Beim Blick auf eine Alpenreliefkarte knautschen sich die Gebirgsfalten am stärksten in Graubünden zusammen, dem Land der tausend Täler, wie es gerne heißt. Im Gegensatz zur allseits bekannten geringen Bevölkerungsdichte scheint die Gipfel des größten Kantons der Schweiz noch niemand gezählt zu haben. Wo viele Täler, da auch viele Kämme, dachte ich mir, und zog mit meinem Partner Dieter los nach Davos im Herzen der Furchen. Nicht nur mit dem Zug wunderbar erreichbar, man kann sich auch gleich im Anschluss per Seilbahn in die Höhe hieven lassen.
Das Matterhorn von Davos
Oben geht’s von der Couchzone in die Knautschzone – das kommt einem unwillkürlich in den Sinn angesichts des Panoramas, das wie ein mächtig zerknülltes Zeitungspapier zu Füßen liegt. Traumhaft schön diese Gipfelwogen eines Gebirgsmeeres. Doch eher albtraumhaft der Nahblick. Das Weissfluhjoch wirkt wie eine Großbaustelle. Aber wahrscheinlich muss man erst das Übel bewusst bemerken, um das Schöne wertzuschätzen. So wie hier den Kontrast zwischen einem destruktiven und einem sanft erschlossenen Skigebiet, zwischen Parsenn und Schatzalp, zwischen Fast Mountain und Slow Mountain hoch über Davos. Wir sehen die Gipfel des Appenzells mit Säntis und Altmann im Nordosten, die Glarner Alpen mit dem Tödi im Nordwesten, gefolgt von den Berner Alpen mit dem Finsteraarhorn, im Süden die Eisbastion des Berninamassivs. Ganz in der Nähe sticht ein Berg ins Auge, der dem Matterhorn ziemlich ähnlich sieht. Deshalb wird das Tinzenhorn auch als kleine Schwester des Matterhorns bezeichnet.

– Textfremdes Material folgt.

//! Schnittstelle zur externen Peer-Connection-Engine
//!
//! Die Engine (ICE, DTLS/SRTP, Medien) liegt ausserhalb dieses Systems.
//! Der Kern spricht sie ausschliesslich ueber [`PeerConnectionCapability`]
//! an und empfaengt ihre Benachrichtigungen als [`PeerConnectionEvent`]s
//! ueber einen tokio-Kanal – kein geteilter Delegate-Slot, keine
//! versteckten Singletons.

use async_trait::async_trait;
use peerline_protocol::{IceCandidate, SessionDescription};
use std::sync::Arc;
use thiserror::Error;
use tokio::sync::mpsc;

/// Fehler aus einer Operation der Peer-Connection-Engine
#[derive(Debug, Clone, Error)]
#[error("{0}")]
pub struct CapabilityError(pub String);

impl CapabilityError {
    /// Erstellt einen Capability-Fehler aus einer beliebigen Nachricht
    pub fn neu(msg: impl Into<String>) -> Self {
        Self(msg.into())
    }
}

/// Verbindungszustand der Peer-Verbindung (nur Beobachtung)
///
/// Wird geloggt und an die Session weitergereicht, traegt aber nicht zur
/// Korrektheit der Verhandlung bei.
#[derive(Debug, Clone, Copy, PartialEq, Eq)]
pub enum PeerVerbindungsZustand {
    Neu,
    Verbindet,
    Verbunden,
    Getrennt,
    Fehlgeschlagen,
    Geschlossen,
}

/// Benachrichtigungen der Peer-Connection-Engine an die Verhandlung
#[derive(Debug, Clone)]
pub enum PeerConnectionEvent {
    /// Ein lokaler ICE-Kandidat wurde entdeckt (kann jederzeit kommen,
    /// auch bevor die Verhandlung abgeschlossen ist)
    KandidatGeneriert(IceCandidate),
    /// Der Verbindungszustand hat sich geaendert
    ZustandGeaendert(PeerVerbindungsZustand),
}

/// Operationen die die Verhandlung von der Engine benoetigt
///
/// Alle Operationen sind asynchron und duerfen fehlschlagen; der Kern
/// nimmt niemals Erfolg an.
#[async_trait]
pub trait PeerConnectionCapability: Send + Sync + 'static {
    /// Erstellt eine lokale Offer-Beschreibung
    async fn create_local_offer(&self) -> Result<SessionDescription, CapabilityError>;

    /// Erstellt eine lokale Answer-Beschreibung
    ///
    /// Setzt engine-seitig eine bereits gesetzte Remote-Offer voraus; die
    /// Verhandlung dupliziert diese Pruefung nicht, sondern reicht den
    /// Fehler durch.
    async fn create_local_answer(&self) -> Result<SessionDescription, CapabilityError>;

    /// Setzt die lokale Beschreibung
    async fn set_local_description(
        &self,
        beschreibung: SessionDescription,
    ) -> Result<(), CapabilityError>;

    /// Setzt die Beschreibung der Gegenseite
    async fn set_remote_description(
        &self,
        beschreibung: SessionDescription,
    ) -> Result<(), CapabilityError>;

    /// Fuegt einen Kandidaten der Gegenseite hinzu
    async fn add_remote_candidate(&self, kandidat: IceCandidate) -> Result<(), CapabilityError>;
}

/// Fabrik fuer Peer-Verbindungen
///
/// Explizit besessene Instanz statt prozessweitem Singleton: die Fabrik
/// gehoert der Wurzel der Call-Session und erstellt pro Session genau eine
/// Verbindung. Der Ereignis-Sender wird bei der Erstellung uebergeben.
#[async_trait]
pub trait PeerConnectionFactory: Send + Sync + 'static {
    /// Typ der erstellten Peer-Verbindung
    type Verbindung: PeerConnectionCapability;

    /// Erstellt eine neue Peer-Verbindung die ihre Benachrichtigungen an
    /// `ereignisse` sendet
    async fn erstellen(
        &self,
        ereignisse: mpsc::Sender<PeerConnectionEvent>,
    ) -> Result<Arc<Self::Verbindung>, CapabilityError>;
}
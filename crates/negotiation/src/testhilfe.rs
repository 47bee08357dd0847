//! Gemeinsame Test-Attrappen fuer Engine- und Session-Tests

use async_trait::async_trait;
use peerline_protocol::{IceCandidate, SdpType, SessionDescription};
use std::sync::{Arc, Mutex};
use tokio::sync::{mpsc, Semaphore};

use crate::capability::{
    CapabilityError, PeerConnectionCapability, PeerConnectionEvent, PeerConnectionFactory,
};

/// Aufgezeichneter Capability-Aufruf
#[derive(Debug, Clone, PartialEq, Eq)]
pub(crate) enum Aufruf {
    CreateOffer,
    CreateAnswer,
    SetLocal(SdpType),
    SetRemote(SdpType),
    /// Traegt das sdp-Feld des Kandidaten zur Identifikation
    AddCandidate(String),
}

/// Attrappe der Peer-Connection-Engine
///
/// Zeichnet jeden Aufruf in Reihenfolge auf; ueber die Fehler-Flags laesst
/// sich jede Operation einzeln zum Scheitern bringen. `set_remote_sperre`
/// haelt setRemoteDescription an, bis der Test ein Permit freigibt.
#[derive(Default)]
pub(crate) struct MockCapability {
    pub aufrufe: Mutex<Vec<Aufruf>>,
    pub create_offer_fehler: bool,
    pub create_answer_fehler: bool,
    pub set_local_fehler: bool,
    pub set_remote_fehler: bool,
    pub add_candidate_fehler: bool,
    pub set_remote_sperre: Option<Arc<Semaphore>>,
}

impl MockCapability {
    pub fn aufrufe(&self) -> Vec<Aufruf> {
        self.aufrufe.lock().unwrap().clone()
    }

    fn aufzeichnen(&self, aufruf: Aufruf) {
        self.aufrufe.lock().unwrap().push(aufruf);
    }
}

#[async_trait]
impl PeerConnectionCapability for MockCapability {
    async fn create_local_offer(&self) -> Result<SessionDescription, CapabilityError> {
        self.aufzeichnen(Aufruf::CreateOffer);
        if self.create_offer_fehler {
            return Err(CapabilityError::neu("createOffer fehlgeschlagen"));
        }
        Ok(SessionDescription::neu(SdpType::Offer, "v=0 lokal"))
    }

    async fn create_local_answer(&self) -> Result<SessionDescription, CapabilityError> {
        self.aufzeichnen(Aufruf::CreateAnswer);
        if self.create_answer_fehler {
            return Err(CapabilityError::neu("createAnswer fehlgeschlagen"));
        }
        Ok(SessionDescription::neu(SdpType::Answer, "v=0 lokal"))
    }

    async fn set_local_description(
        &self,
        beschreibung: SessionDescription,
    ) -> Result<(), CapabilityError> {
        self.aufzeichnen(Aufruf::SetLocal(beschreibung.typ));
        if self.set_local_fehler {
            return Err(CapabilityError::neu("setLocalDescription fehlgeschlagen"));
        }
        Ok(())
    }

    async fn set_remote_description(
        &self,
        beschreibung: SessionDescription,
    ) -> Result<(), CapabilityError> {
        self.aufzeichnen(Aufruf::SetRemote(beschreibung.typ));
        if let Some(sperre) = &self.set_remote_sperre {
            let permit = sperre
                .acquire()
                .await
                .map_err(|e| CapabilityError::neu(e.to_string()))?;
            permit.forget();
        }
        if self.set_remote_fehler {
            return Err(CapabilityError::neu("setRemoteDescription fehlgeschlagen"));
        }
        Ok(())
    }

    async fn add_remote_candidate(&self, kandidat: IceCandidate) -> Result<(), CapabilityError> {
        self.aufzeichnen(Aufruf::AddCandidate(kandidat.sdp));
        if self.add_candidate_fehler {
            return Err(CapabilityError::neu("addRemoteCandidate fehlgeschlagen"));
        }
        Ok(())
    }
}

/// Fabrik-Attrappe
///
/// Gibt eine vorab konstruierte [`MockCapability`] heraus und merkt sich
/// den Ereignis-Sender, damit Tests Engine-Benachrichtigungen einspeisen
/// koennen.
#[derive(Default)]
pub(crate) struct MockFactory {
    pub capability: Arc<MockCapability>,
    pub erstellen_fehler: bool,
    pub ereignisse: Mutex<Option<mpsc::Sender<PeerConnectionEvent>>>,
}

impl MockFactory {
    /// Sender den die Session bei der Erstellung uebergeben hat
    pub fn ereignis_sender(&self) -> mpsc::Sender<PeerConnectionEvent> {
        self.ereignisse
            .lock()
            .unwrap()
            .clone()
            .expect("Fabrik wurde noch nicht aufgerufen")
    }
}

#[async_trait]
impl PeerConnectionFactory for MockFactory {
    type Verbindung = MockCapability;

    async fn erstellen(
        &self,
        ereignisse: mpsc::Sender<PeerConnectionEvent>,
    ) -> Result<Arc<MockCapability>, CapabilityError> {
        if self.erstellen_fehler {
            return Err(CapabilityError::neu("Fabrik fehlgeschlagen"));
        }
        *self.ereignisse.lock().unwrap() = Some(ereignisse);
        Ok(Arc::clone(&self.capability))
    }
}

In seine Richtung wandern wollen Dieter und ich, von Davos bis Bergün, von Kamm zu Kamm, eine geniale Viertagestour dank enormer Vielfalt. Allein schon die Gesteinsschichten und -arten, die die Berge bunt erscheinen lassen. Ihr Mosaik aus Farben und Formen fasziniert. Die Kollision der Kontinentalplatten bei der Auffaltung der Alpen hat fast zwei Dutzend verschiedene Gesteinsdecken übereinandergeschoben, verfaltet, umkristallisiert. Einen ersten Eindruck davon demonstriert uns das Strelahorn. Klasse Gratroute, hatte uns im letzten Jahr Klaus Schuster verraten. Der Wirt der Berghütte am Strelapass erlaubt sich die Tour auf den Berg vor seiner Nase gelegentlich. Anspruchsvolles und genau das richtige Terrain sei das für seinen Falco, und meint damit einen Mischlingshund mit ungebremster Energie. Schon das Schild beim Hauseingang „Hund und Herrchen bitte nicht füttern“ verrät sein humorvolles Gemüt.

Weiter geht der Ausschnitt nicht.